The biggest challenge of all these days is building my social media platform. I’ve read Kristen Lamb’s  popular e-book: We Are Not Alone: The Writer’s Guide to Social Media and am beginning to grasp her whole idea of constructing a social media platform over interlocking Facebook, My Space, and Twitter accounts, plus a WordPress Blog. It is daunting, to say the least. I have been able to follow a couple of her suggestions. I always post a link from my Facebook page to my latest blog entry. And she has got me starting on the road to thinking about the whole concept of branding – scary as that sounds.

I am a bit encouraged as I try to build-up the blog following (a big shout of thanks to those who have been reading – don’t be afraid to click the like button if you do like it or even make a comment – I love to hear what people think of the posts) to learn that it is supposed to take a while if you do it right. My strategy has been to check out the freshly pressed blog posts on WordPress – read through until I find a few I like – press the like button and make a comment if I can think of something fresh and interesting to add to the discussion. Then I sometimes mine through the comments other people have made. I’m looking for something that catches my eye and then I check out that person’s blog. It’s all very time-consuming, though quite interesting. By the way – I can’t just like anything to build a following and I don’t follow anyone for the same reason – so if I liked your post it was because I really liked your post and if I’m following you it’s because I’m really interested! Felt I had to say that. Self-promotion, branding, and building my platform makes me feel a bit of a phony at times.

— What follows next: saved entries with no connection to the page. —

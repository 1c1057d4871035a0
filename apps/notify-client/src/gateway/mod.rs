//! Live notification channel: transport, connection manager, fallback
//! poller, and the lifecycle binding that drives them.

pub mod binding;
pub mod events;
pub mod manager;
pub mod poller;
pub mod transport;

#[cfg(test)]
pub(crate) mod testing;

pub use binding::{BindingPhase, NotificationBinding};
pub use events::{ReadyState, TransportEvent, CLOSE_ABNORMAL, CLOSE_NORMAL};
pub use manager::{ConnectionManager, MessageCallback, Subscription};
pub use poller::{FallbackPoller, PollerLease, RefreshFn};
pub use transport::{Channel, ChannelCloser, Connector, TungsteniteConnector};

Funny aside – I made a comment on a very popular blog a while back – broadsideblog – and at the end I said how great the blog name was but instead of broadsideblog I wrote broadstreetblog – cue the video of me shoving a paper bag over my head. I quickly posted an additional comment to apologize. I wrote the correct name of the blog and said it was an example of how one could never proof read enough. This was as good a recovery as I could come up with. Thanks so much broadsideblog for you’re happy face emoticon in response.

I have been reading a couple of Bob Mayer’s  books on writing: The Novel Writer’s Toolkit and Write it Forward: From Writer to Successful Author. He is a very successful author; he’s published in both the world of traditional publishing and self-publishing. He’s written successful novels in a number of genres. His background is in US Special Forces and the Green Berets. His books on writing are a bit like a self-help boot-camp. I’ve picked up a couple of interesting tidbits for sure and I’ve had some really good belly laughs, too. I am always fascinated to encounter interesting juxtapositions. Special Forces training as a model for going from a writer to a successful author are certainly a new set of linkages for me.

The trip to Southern California is shaping up in an exciting way. Blog followers – you can look forward to at least three posts per week with a couple of great photos and as much interesting commentary as I can manage. Travelling with Bruce is a bit like going to boot camp – he is the type of person who wants to squeeze as much out of every single day on the road as can be managed. This  means getting up and out by 6:00am at the latest, jam-packing as much into each day as is humanly possible, and then falling into bed in a stupor by 10:00pm at the latest. Sometimes I don’t make it past 9:30pm! But I will endeavour to make notes as the days go by so I have something to post.


This September has been lovely here – we haven’t had a drop of rain the entire month and the garden is beautiful. We’re eating our own beans practically every day and loving it. Bruce has been busy splitting out the last of this winter’s firewood and baking it out in the driveway. Life is good.

So that self-locates me for the moment. What about you? Where are you at in the journey? Let me know – I’d love to hear and I promise to reply.